[Saved data entries]
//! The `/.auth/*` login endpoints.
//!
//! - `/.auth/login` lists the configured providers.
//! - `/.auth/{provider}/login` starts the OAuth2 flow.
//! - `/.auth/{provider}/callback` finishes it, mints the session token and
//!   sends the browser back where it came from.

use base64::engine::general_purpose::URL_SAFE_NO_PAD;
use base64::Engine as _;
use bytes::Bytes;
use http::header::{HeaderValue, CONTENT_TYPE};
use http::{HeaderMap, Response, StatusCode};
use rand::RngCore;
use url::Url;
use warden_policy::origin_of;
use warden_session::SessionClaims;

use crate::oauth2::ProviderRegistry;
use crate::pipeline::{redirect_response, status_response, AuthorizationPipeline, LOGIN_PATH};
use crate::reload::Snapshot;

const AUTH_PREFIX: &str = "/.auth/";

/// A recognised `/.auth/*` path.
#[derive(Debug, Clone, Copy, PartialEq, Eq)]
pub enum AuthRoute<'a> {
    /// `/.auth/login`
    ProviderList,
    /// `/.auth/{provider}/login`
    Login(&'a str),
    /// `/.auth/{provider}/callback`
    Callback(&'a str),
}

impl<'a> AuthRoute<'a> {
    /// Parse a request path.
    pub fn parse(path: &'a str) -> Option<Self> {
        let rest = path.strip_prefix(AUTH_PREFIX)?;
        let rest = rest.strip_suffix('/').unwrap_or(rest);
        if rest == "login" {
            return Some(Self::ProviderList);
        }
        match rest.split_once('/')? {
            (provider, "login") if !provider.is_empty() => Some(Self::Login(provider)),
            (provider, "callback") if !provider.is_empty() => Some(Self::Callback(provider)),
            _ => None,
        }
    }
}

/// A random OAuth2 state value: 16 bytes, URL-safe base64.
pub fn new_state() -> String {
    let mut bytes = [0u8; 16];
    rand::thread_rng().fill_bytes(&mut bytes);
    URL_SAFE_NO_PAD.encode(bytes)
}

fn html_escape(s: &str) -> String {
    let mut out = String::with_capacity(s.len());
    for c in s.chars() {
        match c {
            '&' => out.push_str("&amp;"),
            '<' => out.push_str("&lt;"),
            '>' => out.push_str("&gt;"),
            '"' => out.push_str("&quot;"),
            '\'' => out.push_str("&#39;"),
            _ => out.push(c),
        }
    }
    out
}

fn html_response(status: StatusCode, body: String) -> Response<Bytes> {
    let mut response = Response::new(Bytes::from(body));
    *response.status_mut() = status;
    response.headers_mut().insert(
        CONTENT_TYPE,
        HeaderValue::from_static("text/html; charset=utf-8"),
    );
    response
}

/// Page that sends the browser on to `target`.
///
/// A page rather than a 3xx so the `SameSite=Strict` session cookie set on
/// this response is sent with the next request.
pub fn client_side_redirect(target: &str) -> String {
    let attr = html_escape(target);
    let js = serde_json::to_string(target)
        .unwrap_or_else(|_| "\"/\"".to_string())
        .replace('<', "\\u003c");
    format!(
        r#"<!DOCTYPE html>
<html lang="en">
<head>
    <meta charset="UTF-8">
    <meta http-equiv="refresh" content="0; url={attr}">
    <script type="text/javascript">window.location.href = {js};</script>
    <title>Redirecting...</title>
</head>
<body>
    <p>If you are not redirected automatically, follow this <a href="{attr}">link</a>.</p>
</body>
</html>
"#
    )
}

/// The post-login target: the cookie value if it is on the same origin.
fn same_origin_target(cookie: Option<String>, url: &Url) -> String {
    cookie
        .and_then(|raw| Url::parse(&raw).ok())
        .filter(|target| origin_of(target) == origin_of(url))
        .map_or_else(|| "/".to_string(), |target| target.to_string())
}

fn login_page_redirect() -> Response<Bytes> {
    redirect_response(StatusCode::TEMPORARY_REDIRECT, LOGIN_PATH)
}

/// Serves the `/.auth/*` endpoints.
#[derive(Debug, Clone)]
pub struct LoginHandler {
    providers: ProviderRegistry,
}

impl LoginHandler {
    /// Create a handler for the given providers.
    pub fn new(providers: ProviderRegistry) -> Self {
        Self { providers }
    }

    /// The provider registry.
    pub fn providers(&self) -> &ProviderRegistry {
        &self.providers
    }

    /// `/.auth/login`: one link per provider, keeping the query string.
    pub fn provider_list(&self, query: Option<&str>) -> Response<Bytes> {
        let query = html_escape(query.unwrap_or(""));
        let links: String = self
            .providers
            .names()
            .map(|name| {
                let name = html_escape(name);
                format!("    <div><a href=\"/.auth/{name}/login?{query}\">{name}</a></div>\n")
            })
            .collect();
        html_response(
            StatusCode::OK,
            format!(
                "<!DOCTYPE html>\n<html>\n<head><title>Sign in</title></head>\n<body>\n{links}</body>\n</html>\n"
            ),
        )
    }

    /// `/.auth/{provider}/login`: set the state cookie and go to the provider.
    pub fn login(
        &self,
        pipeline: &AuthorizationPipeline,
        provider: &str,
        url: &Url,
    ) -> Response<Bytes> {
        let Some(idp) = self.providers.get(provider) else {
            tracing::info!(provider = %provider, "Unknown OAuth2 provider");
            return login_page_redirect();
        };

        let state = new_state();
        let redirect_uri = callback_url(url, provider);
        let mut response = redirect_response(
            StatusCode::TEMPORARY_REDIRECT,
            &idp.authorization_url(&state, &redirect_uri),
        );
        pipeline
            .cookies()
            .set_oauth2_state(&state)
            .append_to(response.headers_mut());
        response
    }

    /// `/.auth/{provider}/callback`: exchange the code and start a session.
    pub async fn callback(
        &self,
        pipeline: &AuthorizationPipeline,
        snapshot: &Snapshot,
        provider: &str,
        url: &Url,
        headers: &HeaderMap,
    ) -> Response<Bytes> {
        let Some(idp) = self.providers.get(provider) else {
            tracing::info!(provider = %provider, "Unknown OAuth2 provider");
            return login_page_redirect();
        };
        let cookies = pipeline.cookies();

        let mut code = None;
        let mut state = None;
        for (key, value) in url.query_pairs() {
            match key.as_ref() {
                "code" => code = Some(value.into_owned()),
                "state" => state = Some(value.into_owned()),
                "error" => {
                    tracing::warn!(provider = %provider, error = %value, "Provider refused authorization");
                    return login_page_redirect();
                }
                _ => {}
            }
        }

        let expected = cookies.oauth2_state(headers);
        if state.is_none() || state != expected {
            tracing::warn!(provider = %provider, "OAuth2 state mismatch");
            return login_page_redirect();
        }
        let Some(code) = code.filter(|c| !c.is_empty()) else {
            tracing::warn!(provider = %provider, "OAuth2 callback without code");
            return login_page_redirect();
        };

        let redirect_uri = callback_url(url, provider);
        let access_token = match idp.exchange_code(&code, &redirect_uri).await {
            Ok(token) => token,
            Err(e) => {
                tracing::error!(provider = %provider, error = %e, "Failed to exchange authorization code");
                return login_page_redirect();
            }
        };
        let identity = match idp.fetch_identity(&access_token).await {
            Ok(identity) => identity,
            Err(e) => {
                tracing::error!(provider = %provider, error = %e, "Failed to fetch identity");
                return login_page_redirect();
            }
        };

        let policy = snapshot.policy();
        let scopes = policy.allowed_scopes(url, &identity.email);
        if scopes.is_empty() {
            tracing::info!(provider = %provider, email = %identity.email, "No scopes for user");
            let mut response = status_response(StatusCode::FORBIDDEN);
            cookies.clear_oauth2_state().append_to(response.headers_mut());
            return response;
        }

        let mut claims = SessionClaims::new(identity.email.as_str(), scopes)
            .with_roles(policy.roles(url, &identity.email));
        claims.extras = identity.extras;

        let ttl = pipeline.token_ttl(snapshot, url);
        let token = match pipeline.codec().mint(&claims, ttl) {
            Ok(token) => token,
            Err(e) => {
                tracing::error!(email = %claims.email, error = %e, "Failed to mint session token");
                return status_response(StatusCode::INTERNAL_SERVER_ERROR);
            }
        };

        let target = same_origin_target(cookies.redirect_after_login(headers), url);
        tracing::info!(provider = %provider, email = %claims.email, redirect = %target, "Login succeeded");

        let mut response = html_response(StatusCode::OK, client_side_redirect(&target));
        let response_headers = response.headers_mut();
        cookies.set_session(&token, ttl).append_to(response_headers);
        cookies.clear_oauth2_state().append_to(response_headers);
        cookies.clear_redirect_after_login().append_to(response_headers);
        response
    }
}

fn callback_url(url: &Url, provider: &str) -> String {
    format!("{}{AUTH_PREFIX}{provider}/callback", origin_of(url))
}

--

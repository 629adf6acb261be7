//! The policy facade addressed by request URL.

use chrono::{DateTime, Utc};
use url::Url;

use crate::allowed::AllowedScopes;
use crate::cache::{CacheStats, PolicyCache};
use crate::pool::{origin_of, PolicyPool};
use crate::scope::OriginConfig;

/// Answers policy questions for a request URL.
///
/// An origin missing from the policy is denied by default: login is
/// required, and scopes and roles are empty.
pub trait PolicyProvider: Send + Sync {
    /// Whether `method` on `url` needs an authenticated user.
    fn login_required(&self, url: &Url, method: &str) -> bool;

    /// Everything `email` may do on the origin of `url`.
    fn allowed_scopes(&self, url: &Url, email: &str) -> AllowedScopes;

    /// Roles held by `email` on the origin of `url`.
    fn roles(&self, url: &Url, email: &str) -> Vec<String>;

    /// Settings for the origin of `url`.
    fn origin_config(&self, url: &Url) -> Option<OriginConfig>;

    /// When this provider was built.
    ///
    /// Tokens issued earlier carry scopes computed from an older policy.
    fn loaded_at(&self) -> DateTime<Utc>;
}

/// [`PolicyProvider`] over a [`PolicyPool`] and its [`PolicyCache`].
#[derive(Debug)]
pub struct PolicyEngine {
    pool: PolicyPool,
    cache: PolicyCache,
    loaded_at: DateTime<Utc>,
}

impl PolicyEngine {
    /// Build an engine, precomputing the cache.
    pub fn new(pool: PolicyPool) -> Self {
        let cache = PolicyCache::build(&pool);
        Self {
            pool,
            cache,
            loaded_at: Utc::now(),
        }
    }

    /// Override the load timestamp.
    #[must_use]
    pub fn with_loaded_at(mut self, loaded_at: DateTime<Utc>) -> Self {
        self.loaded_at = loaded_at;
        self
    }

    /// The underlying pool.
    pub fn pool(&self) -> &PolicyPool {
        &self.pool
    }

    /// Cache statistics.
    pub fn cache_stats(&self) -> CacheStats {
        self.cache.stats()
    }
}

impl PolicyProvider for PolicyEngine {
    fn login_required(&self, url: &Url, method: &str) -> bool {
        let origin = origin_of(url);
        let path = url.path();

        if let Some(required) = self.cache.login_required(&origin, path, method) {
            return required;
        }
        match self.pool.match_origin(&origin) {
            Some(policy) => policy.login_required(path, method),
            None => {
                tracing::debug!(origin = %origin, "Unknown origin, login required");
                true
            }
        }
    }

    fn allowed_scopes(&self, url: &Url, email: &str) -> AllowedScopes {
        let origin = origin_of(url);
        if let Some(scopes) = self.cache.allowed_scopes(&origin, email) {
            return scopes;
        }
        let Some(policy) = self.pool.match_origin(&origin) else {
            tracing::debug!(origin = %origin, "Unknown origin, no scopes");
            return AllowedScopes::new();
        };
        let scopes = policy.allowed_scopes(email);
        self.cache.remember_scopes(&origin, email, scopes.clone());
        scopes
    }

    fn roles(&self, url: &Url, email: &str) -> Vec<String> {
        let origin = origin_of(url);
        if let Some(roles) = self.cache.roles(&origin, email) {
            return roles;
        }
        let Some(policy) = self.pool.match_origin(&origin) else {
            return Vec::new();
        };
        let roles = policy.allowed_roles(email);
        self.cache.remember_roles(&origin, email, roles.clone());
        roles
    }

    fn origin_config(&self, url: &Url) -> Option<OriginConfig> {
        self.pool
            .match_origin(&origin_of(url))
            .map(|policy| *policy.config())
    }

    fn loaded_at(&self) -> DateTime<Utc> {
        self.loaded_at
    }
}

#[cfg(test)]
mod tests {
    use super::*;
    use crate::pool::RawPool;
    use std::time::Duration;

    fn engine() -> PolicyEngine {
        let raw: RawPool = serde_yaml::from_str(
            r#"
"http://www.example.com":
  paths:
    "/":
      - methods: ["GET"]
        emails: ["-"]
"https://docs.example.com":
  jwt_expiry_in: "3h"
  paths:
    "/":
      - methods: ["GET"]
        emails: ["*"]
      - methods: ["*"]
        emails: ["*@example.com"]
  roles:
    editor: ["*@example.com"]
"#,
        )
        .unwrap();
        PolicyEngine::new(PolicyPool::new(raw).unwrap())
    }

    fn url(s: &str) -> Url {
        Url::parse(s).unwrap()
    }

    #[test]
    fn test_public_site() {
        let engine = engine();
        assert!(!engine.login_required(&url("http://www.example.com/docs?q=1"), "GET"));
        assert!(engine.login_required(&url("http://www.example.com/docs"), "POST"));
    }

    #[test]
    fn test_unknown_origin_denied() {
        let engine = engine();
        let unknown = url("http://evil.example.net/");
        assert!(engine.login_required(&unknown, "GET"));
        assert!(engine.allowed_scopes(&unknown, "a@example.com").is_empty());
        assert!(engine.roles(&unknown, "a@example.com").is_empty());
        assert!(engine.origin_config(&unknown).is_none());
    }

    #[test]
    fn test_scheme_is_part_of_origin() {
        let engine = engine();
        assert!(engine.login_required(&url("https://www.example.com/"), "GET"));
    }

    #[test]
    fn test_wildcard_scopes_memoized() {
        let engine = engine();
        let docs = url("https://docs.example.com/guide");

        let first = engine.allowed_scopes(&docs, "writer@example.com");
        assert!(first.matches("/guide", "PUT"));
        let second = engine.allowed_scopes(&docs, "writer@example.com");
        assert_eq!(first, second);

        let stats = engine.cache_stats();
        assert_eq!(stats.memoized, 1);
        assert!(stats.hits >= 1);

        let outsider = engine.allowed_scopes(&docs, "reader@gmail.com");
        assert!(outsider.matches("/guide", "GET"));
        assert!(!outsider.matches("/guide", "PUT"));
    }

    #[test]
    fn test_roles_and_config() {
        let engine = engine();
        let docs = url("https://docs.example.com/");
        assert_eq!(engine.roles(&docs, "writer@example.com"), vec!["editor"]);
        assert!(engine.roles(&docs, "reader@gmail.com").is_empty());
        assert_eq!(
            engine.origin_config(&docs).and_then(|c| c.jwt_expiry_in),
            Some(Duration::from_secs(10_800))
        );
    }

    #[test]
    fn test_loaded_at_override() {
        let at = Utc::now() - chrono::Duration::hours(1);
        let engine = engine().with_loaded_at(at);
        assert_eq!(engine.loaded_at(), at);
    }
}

Problem requirements:
Copy down every line of the entries containing the word "first".

Exercise answer:
        let first = engine.allowed_scopes(&docs, "writer@example.com");
        assert!(first.matches("/guide", "PUT"));
        assert_eq!(first, second);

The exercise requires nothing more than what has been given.